--- Excerpted records ---

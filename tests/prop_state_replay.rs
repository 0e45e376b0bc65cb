// Copyright (c) 2026 Amunchain
// Licensed under the Apache License, Version 2.0 (the "License");
// you may not use this file except in compliance with the License.
// You may obtain a copy of the License at
//     http://www.apache.org/licenses/LICENSE-2.0
// Unless required by applicable law or agreed to in writing, software
// distributed under the License is distributed on an "AS IS" BASIS,
// WITHOUT WARRANTIES OR CONDITIONS OF ANY KIND, either express or implied.
// See the License for the specific language governing permissions and
// limitations under the License.

//! Pushing blocks and popping them off again must restore every derived table exactly.

mod common;

use std::sync::Arc;

use proptest::prelude::*;

use amunchain_hybrid::core::chain::processor::BlockchainProcessor;
use amunchain_hybrid::core::params::ONE_COIN;
use amunchain_hybrid::core::state::merkle::Hash32;
use amunchain_hybrid::core::state::store::{SledStore, Table, VersionedStore};
use amunchain_hybrid::core::tx::appendix::Attachment;
use amunchain_hybrid::core::tx::transaction::TransactionBuilder;
use amunchain_hybrid::core::types::{Clock, FullId, ManualClock};

use common::{genesis, public_key, secret, settings, GENESIS_TIME};

fn roots(store: &SledStore) -> Vec<(Table, Hash32)> {
    Table::VERSIONED
        .iter()
        .map(|t| (*t, store.table_root(*t).unwrap()))
        .collect()
}

fn replay(blocks: Vec<Vec<(u64, i64)>>) -> Result<(), TestCaseError> {
    let store = Arc::new(SledStore::temporary().unwrap());
    let clock = Arc::new(ManualClock::new(GENESIS_TIME));
    let dyn_store: Arc<dyn VersionedStore> = store.clone();
    let processor = BlockchainProcessor::open(dyn_store, genesis(), settings(), clock.clone()).unwrap();
    let rich = secret("rich");
    let forger = secret("alpha");
    let genesis_id = processor.chain().block_id_at(0).unwrap().unwrap();

    clock.advance(60);
    processor.generate_block(&forger, clock.now()).unwrap();
    let before = roots(&store);
    let head = processor.chain().last_block();

    let mut confirmed = 0usize;
    let mut serial = 0u64;
    for payments in &blocks {
        for (to, amount) in payments {
            serial += 1;
            let tx = TransactionBuilder::new(public_key(&rich), Attachment::OrdinaryPayment)
                .timestamp(clock.now())
                .recipient(FullId::new(1_000 * serial + to, 0))
                .amount(*amount * ONE_COIN)
                .fee(ONE_COIN)
                .ec_block(0, genesis_id)
                .sign(&rich)
                .unwrap();
            processor.add_transaction(tx).unwrap();
        }
        clock.advance(60);
        let linked = processor.generate_block(&forger, clock.now()).unwrap();
        confirmed += linked.block.transactions().len() - 1;
    }
    prop_assert_eq!(confirmed, blocks.iter().map(Vec::len).sum::<usize>());
    for acc in processor.ledger().accounts(None).unwrap() {
        if acc.id != FullId::BURN {
            prop_assert!(0 <= acc.unconfirmed_balance && acc.unconfirmed_balance <= acc.balance);
        }
    }
    if confirmed > 0 {
        prop_assert_ne!(roots(&store), before.clone());
    }

    let popped = processor.pop_off_to(1).unwrap();
    prop_assert_eq!(popped.len(), blocks.len());
    prop_assert_eq!(processor.chain().last_block(), head);
    prop_assert_eq!(roots(&store), before);
    prop_assert_eq!(processor.pool().len(), confirmed);
    Ok(())
}

proptest! {
    #![proptest_config(ProptestConfig::with_cases(12))]

    #[test]
    fn pop_off_restores_state_roots(
        blocks in prop::collection::vec(
            prop::collection::vec((0u64..5, 1i64..50), 0..4),
            1..5,
        )
    ) {
        replay(blocks)?;
    }
}
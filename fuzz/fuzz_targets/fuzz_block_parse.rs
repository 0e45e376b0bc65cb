#![no_main]
use amunchain_hybrid::core::chain::block::Block;
use libfuzzer_sys::fuzz_target;

fuzz_target!(|data: &[u8]| {
    if let Ok(block) = Block::parse(data) {
        let again = Block::parse(&block.bytes()).expect("re-encoded block parses");
        assert_eq!(again, block);
        let _ = block.verify_signature();
        let _ = block.coinbase();
    }
});
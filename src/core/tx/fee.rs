// Copyright (c) 2026 Amunchain
// Licensed under the Apache License, Version 2.0 (the "License");
// you may not use this file except in compliance with the License.
// You may obtain a copy of the License at
//     http://www.apache.org/licenses/LICENSE-2.0
// Unless required by applicable law or agreed to in writing, software
// distributed under the License is distributed on an "AS IS" BASIS,
// WITHOUT WARRANTIES OR CONDITIONS OF ANY KIND, either express or implied.
// See the License for the specific language governing permissions and
// limitations under the License.

#![forbid(unsafe_code)]
#![warn(missing_docs)]

use crate::core::params::ONE_COIN;

/// Fee schedule of an attachment or appendage.
#[derive(Clone, Copy, Debug, PartialEq, Eq)]
pub enum Fee {
    /// Flat fee.
    Constant(i64),
    /// `constant + per_unit * ((size - 1) / unit_size)` for a non-empty payload.
    SizeBased {
        /// Flat part.
        constant: i64,
        /// Charge per started unit after the first.
        per_unit: i64,
        /// Unit size in bytes.
        unit_size: usize,
    },
}

impl Fee {
    /// Fee for a payload of `size` bytes.
    pub fn compute(&self, size: usize) -> i64 {
        match *self {
            Fee::Constant(c) => c,
            Fee::SizeBased {
                constant,
                per_unit,
                unit_size,
            } => {
                if size == 0 || unit_size == 0 {
                    return constant;
                }
                let units = ((size - 1) / unit_size) as i64;
                constant.saturating_add(per_unit.saturating_mul(units))
            }
        }
    }
}

/// Baseline for most types.
pub const DEFAULT_FEE: Fee = Fee::Constant(ONE_COIN);
/// Coinbase and free appendages.
pub const NO_FEE: Fee = Fee::Constant(0);
/// Surcharge for referencing another transaction.
pub const REFERENCED_TRANSACTION_DEPOSIT: i64 = ONE_COIN;

/// Plain and encrypted message appendages.
pub const MESSAGE_FEE: Fee = Fee::SizeBased {
    constant: 0,
    per_unit: ONE_COIN,
    unit_size: 32,
};
/// Prunable message appendage.
pub const PRUNABLE_MESSAGE_FEE: Fee = Fee::SizeBased {
    constant: ONE_COIN / 10,
    per_unit: ONE_COIN / 10,
    unit_size: 1024,
};
/// Phasing appendage.
pub const PHASING_FEE: Fee = Fee::Constant(ONE_COIN);

#[cfg(test)]
mod tests {
    use super::*;

    #[test]
    fn size_based_charges_started_units_after_first() {
        assert_eq!(MESSAGE_FEE.compute(0), 0);
        assert_eq!(MESSAGE_FEE.compute(32), 0);
        assert_eq!(MESSAGE_FEE.compute(33), ONE_COIN);
        assert_eq!(MESSAGE_FEE.compute(65), 2 * ONE_COIN);
        assert_eq!(DEFAULT_FEE.compute(10_000), ONE_COIN);
    }
}
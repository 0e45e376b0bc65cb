// Copyright (c) 2026 Amunchain
// Licensed under the Apache License, Version 2.0 (the "License");
// you may not use this file except in compliance with the License.
// You may obtain a copy of the License at
//     http://www.apache.org/licenses/LICENSE-2.0
// Unless required by applicable law or agreed to in writing, software
// distributed under the License is distributed on an "AS IS" BASIS,
// WITHOUT WARRANTIES OR CONDITIONS OF ANY KIND, either express or implied.
// See the License for the specific language governing permissions and
// limitations under the License.

//! Core protocol primitives.

/// Blocks, chain head tracking and the blockchain processor.
pub mod chain;
/// Node configuration (TOML).
pub mod config;
/// Versioned account ledger and satellite records.
pub mod ledger;
/// Consensus parameters.
pub mod params;
/// Hashing and signatures.
pub mod security;
/// Versioned store and Merkle structures.
pub mod state;
/// Transactions, appendages, fees and the type registry.
pub mod tx;
/// Deterministic types and canonical encoding helpers.
pub mod types;
// Copyright (c) 2026 Amunchain
// Licensed under the Apache License, Version 2.0 (the "License");
// you may not use this file except in compliance with the License.
// You may obtain a copy of the License at
//     http://www.apache.org/licenses/LICENSE-2.0
// Unless required by applicable law or agreed to in writing, software
// distributed under the License is distributed on an "AS IS" BASIS,
// WITHOUT WARRANTIES OR CONDITIONS OF ANY KIND, either express or implied.
// See the License for the specific language governing permissions and
// limitations under the License.

//! Observability.

/// Prometheus registry with chain and sync metrics.
pub mod metrics;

---

→ **Your instructions**:
Which lines in the entries above contain "forger"? Pull each of them out.

→ **Answer box**:
    let forger = secret("alpha");
    processor.generate_block(&forger, clock.now()).unwrap();
        let linked = processor.generate_block(&forger, clock.now()).unwrap();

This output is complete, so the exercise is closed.